__DESCRIPTION OF THE TASK__
Filter the records, keeping every line that has the string "tags".

__DATA RECORDS__
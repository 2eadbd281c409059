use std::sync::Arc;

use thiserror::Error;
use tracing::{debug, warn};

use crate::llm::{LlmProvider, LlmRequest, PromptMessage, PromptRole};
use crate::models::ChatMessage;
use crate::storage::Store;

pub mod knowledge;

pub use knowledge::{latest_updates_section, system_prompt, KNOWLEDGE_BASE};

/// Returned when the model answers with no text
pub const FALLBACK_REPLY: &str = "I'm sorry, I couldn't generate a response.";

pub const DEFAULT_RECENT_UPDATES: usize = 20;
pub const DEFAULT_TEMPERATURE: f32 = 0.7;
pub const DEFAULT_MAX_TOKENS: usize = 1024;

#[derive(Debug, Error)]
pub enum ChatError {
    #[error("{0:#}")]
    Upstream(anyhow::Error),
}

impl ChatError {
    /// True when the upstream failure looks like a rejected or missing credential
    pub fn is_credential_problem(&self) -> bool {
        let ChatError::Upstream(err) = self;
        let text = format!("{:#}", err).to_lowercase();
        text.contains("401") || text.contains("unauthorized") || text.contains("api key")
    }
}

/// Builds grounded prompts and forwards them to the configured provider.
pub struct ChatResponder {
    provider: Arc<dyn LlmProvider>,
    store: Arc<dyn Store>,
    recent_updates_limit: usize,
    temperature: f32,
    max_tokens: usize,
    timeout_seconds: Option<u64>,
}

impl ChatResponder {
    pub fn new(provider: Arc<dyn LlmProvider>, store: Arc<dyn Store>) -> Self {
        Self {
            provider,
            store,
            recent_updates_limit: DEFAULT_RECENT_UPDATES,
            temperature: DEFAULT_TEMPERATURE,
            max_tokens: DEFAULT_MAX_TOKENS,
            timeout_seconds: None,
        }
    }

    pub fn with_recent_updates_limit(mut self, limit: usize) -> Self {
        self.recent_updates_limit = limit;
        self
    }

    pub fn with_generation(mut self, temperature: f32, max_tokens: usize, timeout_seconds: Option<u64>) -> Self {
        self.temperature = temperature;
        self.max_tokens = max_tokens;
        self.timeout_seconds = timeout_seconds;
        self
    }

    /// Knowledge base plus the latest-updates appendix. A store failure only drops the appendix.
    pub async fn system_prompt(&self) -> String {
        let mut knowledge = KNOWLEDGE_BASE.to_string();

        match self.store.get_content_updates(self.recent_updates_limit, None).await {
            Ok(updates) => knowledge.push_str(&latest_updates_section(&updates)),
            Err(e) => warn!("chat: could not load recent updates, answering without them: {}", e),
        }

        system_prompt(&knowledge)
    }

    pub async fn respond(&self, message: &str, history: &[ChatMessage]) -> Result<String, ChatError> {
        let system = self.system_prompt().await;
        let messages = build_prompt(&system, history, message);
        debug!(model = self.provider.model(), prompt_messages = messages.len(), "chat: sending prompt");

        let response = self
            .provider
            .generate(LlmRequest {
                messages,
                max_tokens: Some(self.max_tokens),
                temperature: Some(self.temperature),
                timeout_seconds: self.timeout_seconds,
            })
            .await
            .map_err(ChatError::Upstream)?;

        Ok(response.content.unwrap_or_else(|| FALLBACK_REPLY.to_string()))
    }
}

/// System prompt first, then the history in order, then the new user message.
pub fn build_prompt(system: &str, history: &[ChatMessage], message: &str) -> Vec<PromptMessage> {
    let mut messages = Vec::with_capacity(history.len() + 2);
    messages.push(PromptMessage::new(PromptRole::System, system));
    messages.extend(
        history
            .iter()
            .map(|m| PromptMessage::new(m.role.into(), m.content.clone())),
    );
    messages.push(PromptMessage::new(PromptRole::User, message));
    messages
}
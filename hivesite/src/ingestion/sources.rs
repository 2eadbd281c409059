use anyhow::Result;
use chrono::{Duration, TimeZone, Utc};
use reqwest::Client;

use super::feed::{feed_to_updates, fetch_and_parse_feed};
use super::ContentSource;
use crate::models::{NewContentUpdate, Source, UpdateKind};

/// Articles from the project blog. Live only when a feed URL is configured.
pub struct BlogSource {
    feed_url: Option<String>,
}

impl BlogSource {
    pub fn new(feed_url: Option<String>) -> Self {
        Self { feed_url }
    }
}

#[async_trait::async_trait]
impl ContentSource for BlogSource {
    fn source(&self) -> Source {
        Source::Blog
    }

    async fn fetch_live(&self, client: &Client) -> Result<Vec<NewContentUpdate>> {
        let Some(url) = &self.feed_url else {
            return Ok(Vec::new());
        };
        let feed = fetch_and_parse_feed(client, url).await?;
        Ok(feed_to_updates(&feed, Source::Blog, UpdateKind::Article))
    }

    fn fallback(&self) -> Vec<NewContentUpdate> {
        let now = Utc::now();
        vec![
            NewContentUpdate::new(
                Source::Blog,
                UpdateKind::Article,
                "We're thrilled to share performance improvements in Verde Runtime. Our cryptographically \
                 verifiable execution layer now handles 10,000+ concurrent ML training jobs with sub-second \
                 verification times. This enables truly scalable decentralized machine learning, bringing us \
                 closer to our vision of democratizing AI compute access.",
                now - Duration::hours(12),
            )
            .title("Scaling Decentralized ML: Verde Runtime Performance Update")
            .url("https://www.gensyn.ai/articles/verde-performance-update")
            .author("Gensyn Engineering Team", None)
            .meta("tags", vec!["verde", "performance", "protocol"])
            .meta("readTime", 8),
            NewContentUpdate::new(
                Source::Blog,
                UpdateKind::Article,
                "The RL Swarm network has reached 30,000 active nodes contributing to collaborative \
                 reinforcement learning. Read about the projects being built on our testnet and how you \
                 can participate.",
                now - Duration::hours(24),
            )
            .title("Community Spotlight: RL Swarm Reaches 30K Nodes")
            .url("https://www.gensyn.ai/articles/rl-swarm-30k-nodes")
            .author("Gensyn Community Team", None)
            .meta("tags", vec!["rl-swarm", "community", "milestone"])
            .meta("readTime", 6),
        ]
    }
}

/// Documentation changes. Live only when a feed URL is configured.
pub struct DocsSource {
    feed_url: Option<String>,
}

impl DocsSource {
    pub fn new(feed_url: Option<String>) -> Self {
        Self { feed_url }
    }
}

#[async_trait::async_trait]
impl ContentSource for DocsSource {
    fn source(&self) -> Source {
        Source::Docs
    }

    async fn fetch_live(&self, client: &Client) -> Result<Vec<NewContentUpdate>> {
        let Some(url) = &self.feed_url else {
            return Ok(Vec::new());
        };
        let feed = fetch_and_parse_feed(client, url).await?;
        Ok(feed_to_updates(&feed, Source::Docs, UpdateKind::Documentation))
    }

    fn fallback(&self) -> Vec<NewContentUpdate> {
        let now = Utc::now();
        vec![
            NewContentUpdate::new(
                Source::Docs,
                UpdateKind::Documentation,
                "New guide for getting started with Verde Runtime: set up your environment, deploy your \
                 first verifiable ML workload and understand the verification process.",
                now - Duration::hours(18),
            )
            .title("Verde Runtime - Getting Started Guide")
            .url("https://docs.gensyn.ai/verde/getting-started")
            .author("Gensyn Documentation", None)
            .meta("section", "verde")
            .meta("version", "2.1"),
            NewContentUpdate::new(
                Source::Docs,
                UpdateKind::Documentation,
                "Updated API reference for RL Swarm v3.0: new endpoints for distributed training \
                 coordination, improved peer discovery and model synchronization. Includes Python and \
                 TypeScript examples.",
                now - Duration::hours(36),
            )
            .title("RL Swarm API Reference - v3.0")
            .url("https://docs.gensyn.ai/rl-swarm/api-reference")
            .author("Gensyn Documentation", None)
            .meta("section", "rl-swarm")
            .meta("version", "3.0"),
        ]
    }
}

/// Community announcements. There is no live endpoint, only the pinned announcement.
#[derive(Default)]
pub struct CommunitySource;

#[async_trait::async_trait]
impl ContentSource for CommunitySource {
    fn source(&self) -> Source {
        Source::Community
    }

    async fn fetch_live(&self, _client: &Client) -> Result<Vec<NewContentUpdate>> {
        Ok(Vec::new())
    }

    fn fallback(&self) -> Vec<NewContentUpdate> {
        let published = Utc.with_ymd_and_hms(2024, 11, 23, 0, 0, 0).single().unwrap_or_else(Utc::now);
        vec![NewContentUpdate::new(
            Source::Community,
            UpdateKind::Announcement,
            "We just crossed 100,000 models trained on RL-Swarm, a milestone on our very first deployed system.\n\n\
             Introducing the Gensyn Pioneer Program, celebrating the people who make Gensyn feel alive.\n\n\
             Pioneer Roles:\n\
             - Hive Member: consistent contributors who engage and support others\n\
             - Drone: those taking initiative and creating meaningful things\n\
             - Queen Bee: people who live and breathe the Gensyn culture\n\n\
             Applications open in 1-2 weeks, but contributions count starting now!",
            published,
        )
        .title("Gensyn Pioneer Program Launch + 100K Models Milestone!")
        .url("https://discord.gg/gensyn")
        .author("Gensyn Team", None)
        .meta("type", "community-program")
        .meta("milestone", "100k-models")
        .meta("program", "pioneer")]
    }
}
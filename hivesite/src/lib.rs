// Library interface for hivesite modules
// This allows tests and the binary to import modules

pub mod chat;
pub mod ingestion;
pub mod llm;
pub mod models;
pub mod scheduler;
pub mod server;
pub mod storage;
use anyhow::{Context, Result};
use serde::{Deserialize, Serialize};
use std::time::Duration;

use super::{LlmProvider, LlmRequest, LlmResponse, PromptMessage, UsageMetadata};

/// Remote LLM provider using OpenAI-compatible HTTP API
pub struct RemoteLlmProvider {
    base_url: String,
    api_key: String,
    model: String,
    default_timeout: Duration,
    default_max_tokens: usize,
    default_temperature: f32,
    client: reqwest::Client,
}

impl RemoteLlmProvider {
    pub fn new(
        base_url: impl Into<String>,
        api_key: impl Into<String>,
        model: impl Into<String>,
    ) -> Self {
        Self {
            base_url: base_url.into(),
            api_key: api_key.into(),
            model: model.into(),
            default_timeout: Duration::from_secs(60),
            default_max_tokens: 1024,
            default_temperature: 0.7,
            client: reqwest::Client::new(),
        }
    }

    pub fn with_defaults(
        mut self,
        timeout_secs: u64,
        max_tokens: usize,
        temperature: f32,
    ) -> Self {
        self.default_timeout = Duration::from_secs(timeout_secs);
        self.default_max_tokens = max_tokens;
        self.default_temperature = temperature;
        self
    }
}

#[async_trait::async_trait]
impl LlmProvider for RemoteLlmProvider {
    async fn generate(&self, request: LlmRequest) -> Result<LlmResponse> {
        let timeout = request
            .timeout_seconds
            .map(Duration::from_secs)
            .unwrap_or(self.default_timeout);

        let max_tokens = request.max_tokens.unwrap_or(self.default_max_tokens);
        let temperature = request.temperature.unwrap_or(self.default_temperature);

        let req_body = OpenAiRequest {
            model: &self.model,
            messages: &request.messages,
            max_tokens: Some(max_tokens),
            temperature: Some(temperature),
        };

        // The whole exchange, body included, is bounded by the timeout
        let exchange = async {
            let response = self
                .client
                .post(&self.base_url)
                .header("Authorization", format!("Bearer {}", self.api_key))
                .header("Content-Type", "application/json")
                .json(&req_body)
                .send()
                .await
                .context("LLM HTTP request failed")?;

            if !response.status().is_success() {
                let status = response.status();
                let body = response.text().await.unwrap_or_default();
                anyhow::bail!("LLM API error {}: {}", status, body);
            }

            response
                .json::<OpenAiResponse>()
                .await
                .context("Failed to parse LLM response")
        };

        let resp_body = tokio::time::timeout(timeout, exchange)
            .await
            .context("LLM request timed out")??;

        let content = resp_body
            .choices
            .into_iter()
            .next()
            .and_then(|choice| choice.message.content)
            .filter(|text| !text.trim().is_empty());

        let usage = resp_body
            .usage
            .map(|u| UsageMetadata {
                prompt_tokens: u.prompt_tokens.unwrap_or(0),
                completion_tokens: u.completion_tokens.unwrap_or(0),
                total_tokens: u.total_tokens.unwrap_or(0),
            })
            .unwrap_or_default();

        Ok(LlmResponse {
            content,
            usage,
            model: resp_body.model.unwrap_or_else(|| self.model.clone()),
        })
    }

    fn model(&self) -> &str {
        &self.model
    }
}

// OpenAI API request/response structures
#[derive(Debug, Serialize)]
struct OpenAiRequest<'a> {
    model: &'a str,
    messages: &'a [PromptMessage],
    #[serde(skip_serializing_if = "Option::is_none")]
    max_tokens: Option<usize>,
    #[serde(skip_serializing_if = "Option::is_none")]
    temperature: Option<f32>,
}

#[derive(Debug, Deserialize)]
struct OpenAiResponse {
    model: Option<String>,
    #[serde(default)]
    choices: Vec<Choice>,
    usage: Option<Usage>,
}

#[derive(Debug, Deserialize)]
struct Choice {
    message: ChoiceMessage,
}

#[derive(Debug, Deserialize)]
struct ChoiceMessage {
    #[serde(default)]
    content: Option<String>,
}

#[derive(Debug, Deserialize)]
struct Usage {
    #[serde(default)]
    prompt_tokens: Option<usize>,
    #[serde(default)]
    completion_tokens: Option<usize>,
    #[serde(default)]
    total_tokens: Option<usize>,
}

__RESULT FOR THIS TASK__
            .meta("tags", vec!["verde", "performance", "protocol"])
            .meta("tags", vec!["rl-swarm", "community", "milestone"])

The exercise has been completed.